Phil 1:9-11

I pray that your love will keep on growing and you will fully know and understand how to make the right choices. Then  you will be pure and innocent when Christ returns. And until that day Jesus Christ will keep you busy doing good deeds that bring glory and praise to God.  — Phillipians 1:9-11 (CEV)

I find that this has good potential as a life verse for some, particularly those of us Christians who at time forget what it is we are really supposed to be doing to life a Christian lifestyle. If we are all honest with ourselves I think we could say we have times where we slip into inappropriate behavior. An example: not treating someone as they should be treated, not letting them see the light of Christ in you because of some past way that they wronged you. This happens to be a struggle that I personally witness on a nearly daily occasion. My boyfriend (and father of my children) does not in any form or fashion get along with his ex wife. Most days I feel that I either pay for her mistakes or he has no interest in us being equally yoked because he views all women as the same.
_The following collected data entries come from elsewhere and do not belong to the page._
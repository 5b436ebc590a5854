//! Whole-building estimate scenarios
//!
//! Exercises the coarse strategy end to end: concrete dollar figures for
//! known configurations, the regional fallback, and idempotence.

use office_estimator_core_rs::models::{
    BuildingType, ProjectBasics, ProjectConfiguration, ProjectType, Timeline,
};
use office_estimator_core_rs::estimate_whole_building_cost;

fn config(
    project_type: ProjectType,
    building_type: BuildingType,
    timeline: Timeline,
    state: &str,
    sqft: u32,
) -> ProjectConfiguration {
    let mut basics = ProjectBasics::sample();
    basics.project_type = project_type;
    basics.building_type = building_type;
    basics.timeline = timeline;
    basics.location.state = state.to_string();
    basics.total_square_footage = sqft;
    ProjectConfiguration::new().with_basics(basics)
}

#[test]
fn test_renovation_ground_floor_standard_tx() {
    // 150 * 1.00 * 1.00 * 1.00 * 2500 = 375,000
    let config = config(
        ProjectType::Renovation,
        BuildingType::GroundFloor,
        Timeline::Standard,
        "TX",
        2_500,
    );
    assert_eq!(estimate_whole_building_cost(&config), 375_000);
}

#[test]
fn test_same_project_in_california() {
    // 150 * 1.35 * 2500 = 506,250
    let config = config(
        ProjectType::Renovation,
        BuildingType::GroundFloor,
        Timeline::Standard,
        "CA",
        2_500,
    );
    assert_eq!(estimate_whole_building_cost(&config), 506_250);
}

#[test]
fn test_unknown_states_behave_like_tx() {
    let baseline = estimate_whole_building_cost(&config(
        ProjectType::Renovation,
        BuildingType::GroundFloor,
        Timeline::Standard,
        "TX",
        2_500,
    ));

    // None of these are in the regional table
    for state in ["AK", "WY", "PR", "ZZ", "", "??"] {
        let cost = estimate_whole_building_cost(&config(
            ProjectType::Renovation,
            BuildingType::GroundFloor,
            Timeline::Standard,
            state,
            2_500,
        ));
        assert_eq!(cost, baseline, "state {state:?}");
    }
}

#[test]
fn test_square_footage_scales_the_estimate() {
    let costs: Vec<i64> = [500, 1_000, 2_500, 5_000, 10_000]
        .iter()
        .map(|&sqft| {
            estimate_whole_building_cost(&config(
                ProjectType::NewConstruction,
                BuildingType::UpperFloor,
                Timeline::Accelerated,
                "NY",
                sqft,
            ))
        })
        .collect();

    assert!(costs.windows(2).all(|w| w[0] < w[1]));
}

#[test]
fn test_zero_square_footage_is_free() {
    let config = config(
        ProjectType::NewConstruction,
        BuildingType::Basement,
        Timeline::Accelerated,
        "CA",
        0,
    );
    assert_eq!(estimate_whole_building_cost(&config), 0);
}

#[test]
fn test_basement_and_accelerated_compound() {
    // 125 * 1.25 * 1.20 * 1.05 * 1600 = 315,000
    let config = config(
        ProjectType::TenantImprovement,
        BuildingType::Basement,
        Timeline::Accelerated,
        "FL",
        1_600,
    );
    assert_eq!(estimate_whole_building_cost(&config), 315_000);
}

#[test]
fn test_repeated_calls_are_identical() {
    let config = config(
        ProjectType::Renovation,
        BuildingType::UpperFloor,
        Timeline::Relaxed,
        "GA",
        3_250,
    );
    let first = estimate_whole_building_cost(&config);
    for _ in 0..10 {
        assert_eq!(estimate_whole_building_cost(&config), first);
    }
}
This would also be a good prayer for friends and family, which is typically what I use it for, in essence I’m not currently in the best of situations and it can’t in any way hurt to hope that the man I have children with will eventually find his way back into a church. We aren’t married for that reason alone, while we lived in not the best ways previously I wasn’t until recently sure I could even let my children be away from him. I do now know he regards what is best for his children as paramount as do I. If that means we have to separate then that is likely what we will do. Until there is a decision made I appreciate your prayers my friends.

I have given up who I was and what was important to me for others in this world in the past and it hasn’t made life any better for me, so I think I’ve learned my lesson. It probably took way to long.

The bf knows where I stand. I don’t want a marriage to someone who views marriage as what is expected just because we have children.

The only part that I didn’t speak to him was what continued on my heart which was that no matter how much I want to be married I can’t compromise my wants or needs for a man.

I hope we don’t end up separated but if we do we will handle that as it comes and make sure the girls know that it was in no way their fault. Honestly they are young enough it might take them awhile to grasp it if he honestly held up his end of the bargain.